Crescimento de Casos de Mpox no Brasil
O recente avanço da mpox no Brasil acendeu um sinal de alerta no Ministério da Saúde. Os moradores de Santa Catarina, Paraná, Rio Grande do Sul, São Paulo, Rio de Janeiro, Minas Gerais, Rondônia e do Distrito Federal estão sendo convocados a se manterem vigilantes. Dados oficiais mostram cerca de 90 casos confirmados em território nacional, além de mais de 180 notificações suspeitas que estão sendo investigadas. O estado de São Paulo é o que concentra a maior parte dos registros, seguido de perto pelo Rio de Janeiro e outros estados que recentemente começaram a ser monitorados com mais rigor.
A pasta da Saúde anunciou que está intensificando a vigilância epidemiológica como uma forma de conter a disseminação do vírus, especialmente em áreas urbanas. O Sistema Único de Saúde (SUS) está preparado para atender pacientes que apresentem sintomas, realizando exames laboratoriais adequados e implementando medidas de isolamento sempre que necessário.
O que é a Mpox e seus Sintomas
A mpox é uma infecção causada por um vírus pertencente à mesma família da antiga varíola. A transmissão ocorre principalmente por contato direto com a pele de pessoas infectadas, em particular quando há lesões visíveis, além do contato com secreções corporais ou objetos de uso pessoal de indivíduos contaminados.
Os sintomas mais frequentes incluem febre, dores musculares, grande cansaço e erupções cutâneas que podem aparecer como bolhas ou feridas, as quais têm a possibilidade de se espalhar por todo o corpo.
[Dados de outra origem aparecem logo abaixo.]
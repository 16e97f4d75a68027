/// HTTP client for the tournament service's PostgREST interface.
///
/// Tournaments live in a `tournaments` table: one row per tournament with
/// the whole bracket serialized into its `data` column. At most one row has
/// `status = "active"`; archiving flips the status and freezes the row.
use knockout_core::Bracket;
use reqwest::Client;
use serde::Deserialize;
use thiserror::Error;

/// Errors from the tournament service.
#[derive(Debug, Error)]
pub enum StoreError {
    #[error("request failed: {0}")]
    Http(#[from] reqwest::Error),
    #[error("service returned {status}: {body}")]
    Service {
        status: reqwest::StatusCode,
        body: String,
    },
}

/// The active tournament, as loaded for editing.
#[derive(Debug, Deserialize)]
pub struct TournamentRow {
    pub id: i64,
    pub name: String,
    pub data: Bracket,
}

/// An archived tournament, as listed by `past`.
#[derive(Debug, Deserialize)]
pub struct ArchivedTournament {
    pub name: String,
    pub data: Bracket,
}

pub struct Store {
    client: Client,
    service_url: String,
    service_key: String,
    access_token: Option<String>,
    verbose: bool,
}

impl Store {
    pub fn new(
        service_url: String,
        service_key: String,
        access_token: Option<String>,
        verbose: bool,
    ) -> Store {
        Store {
            client: Client::new(),
            service_url: service_url.trim_end_matches('/').to_string(),
            service_key,
            access_token,
            verbose,
        }
    }

    pub fn access_token(&self) -> Option<&str> {
        self.access_token.as_deref()
    }

    pub(crate) fn verbose(&self) -> bool {
        self.verbose
    }

    pub(crate) fn rest_url(&self, table: &str) -> String {
        format!("{}/rest/v1/{}", self.service_url, table)
    }

    pub(crate) fn auth_url(&self, path: &str) -> String {
        format!("{}/auth/v1/{}", self.service_url, path)
    }

    /// A GET carrying the service key and bearer auth. The anon key doubles
    /// as the bearer token when no user session is present.
    pub(crate) fn get_authed(&self, url: &str) -> reqwest::RequestBuilder {
        self.authed(self.client.get(url))
    }

    fn authed(&self, req: reqwest::RequestBuilder) -> reqwest::RequestBuilder {
        let bearer = self.access_token.as_deref().unwrap_or(&self.service_key);
        req.header("apikey", &self.service_key).bearer_auth(bearer)
    }

    /// Turn a non-success response into a `StoreError::Service`.
    pub(crate) async fn check(resp: reqwest::Response) -> Result<reqwest::Response, StoreError> {
        let status = resp.status();
        if status.is_success() {
            return Ok(resp);
        }
        let body = resp.text().await.unwrap_or_default();
        let body = body.chars().take(200).collect();
        Err(StoreError::Service { status, body })
    }

    /// Fetch the active tournament, if any.
    pub async fn fetch_active(&self) -> Result<Option<TournamentRow>, StoreError> {
        let url = self.rest_url("tournaments");
        if self.verbose {
            eprintln!("GET {url} (active tournament)");
        }
        let resp = self
            .get_authed(&url)
            .query(&[
                ("select", "id,name,data"),
                ("status", "eq.active"),
                ("limit", "1"),
            ])
            .send()
            .await?;
        let rows: Vec<TournamentRow> = Self::check(resp).await?.json().await?;
        Ok(rows.into_iter().next())
    }

    /// Fetch archived tournaments, newest first.
    pub async fn fetch_archived(&self) -> Result<Vec<ArchivedTournament>, StoreError> {
        let url = self.rest_url("tournaments");
        if self.verbose {
            eprintln!("GET {url} (archived tournaments)");
        }
        let resp = self
            .get_authed(&url)
            .query(&[
                ("select", "name,data"),
                ("status", "eq.archived"),
                ("order", "created_at.desc"),
            ])
            .send()
            .await?;
        Ok(Self::check(resp).await?.json().await?)
    }

    /// Insert a new active tournament.
    pub async fn create(&self, name: &str, size: u32, bracket: &Bracket) -> Result<(), StoreError> {
        let url = self.rest_url("tournaments");
        if self.verbose {
            eprintln!("POST {url} (create \"{name}\")");
        }
        let resp = self
            .authed(self.client.post(&url))
            .json(&serde_json::json!({
                "name": name,
                "size": size,
                "status": "active",
                "data": bracket,
            }))
            .send()
            .await?;
        Self::check(resp).await?;
        Ok(())
    }

    /// Save the bracket of an existing tournament.
    pub async fn update_data(&self, id: i64, bracket: &Bracket) -> Result<(), StoreError> {
        let url = self.rest_url("tournaments");
        if self.verbose {
            eprintln!("PATCH {url} (bracket of tournament {id})");
        }
        let resp = self
            .authed(self.client.patch(&url))
            .query(&[("id", format!("eq.{id}"))])
            .json(&serde_json::json!({ "data": bracket }))
            .send()
            .await?;
        Self::check(resp).await?;
        Ok(())
    }

    /// Flip a tournament's status to archived.
    pub async fn archive(&self, id: i64) -> Result<(), StoreError> {
        let url = self.rest_url("tournaments");
        if self.verbose {
            eprintln!("PATCH {url} (archive tournament {id})");
        }
        let resp = self
            .authed(self.client.patch(&url))
            .query(&[("id", format!("eq.{id}"))])
            .json(&serde_json::json!({ "status": "archived" }))
            .send()
            .await?;
        Self::check(resp).await?;
        Ok(())
    }
}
O período de incubação do vírus pode variar entre três a 21 dias, tornando a vigilância ainda mais essencial.
Prevenção e Tratamento
Atualmente, não há um tratamento específico aprovado para a mpox. O foco do acompanhamento médico está no alívio dos sintomas e na prevenção de complicações. Os indivíduos diagnosticados são orientados a cumprir um período de isolamento até que as lesões estejam completamente cicatrizadas. Simples medidas de prevenção, como evitar contato íntimo com pessoas suspeitas de infecção, não compartilhar objetos pessoais e manter uma boa higiene das mãos, são fundamentais para evitar a propagação do vírus.
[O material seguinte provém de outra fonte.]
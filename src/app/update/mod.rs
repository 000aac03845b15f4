use super::state::SessionKind;
use std::path::PathBuf;

mod appearance;
mod core;
mod definition;
mod playback;
mod scroll;
mod upload;

/// Describes work that must be performed outside the pure reducer.
pub(super) enum Effect {
    SaveConfig,
    StartUtterance {
        session: SessionKind,
        word_offset: usize,
    },
    UploadFile {
        path: PathBuf,
        request_id: u64,
    },
    FetchDefinition {
        word: String,
        context: String,
        request_id: u64,
    },
    AutoScrollToCurrent,
    QuitSafely,
}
O alerta emitido pelo Brasil está em sintonia com a vigilância global da Organização Mundial da Saúde (OMS), que acompanha surtos da doença em diversos países e avalia continuamente o risco à saúde internacional. A recomendação é que a população busque informações de fontes confiáveis e permaneça atenta, procurando assistência médica imediata ao notar sintomas suspeitos da doença.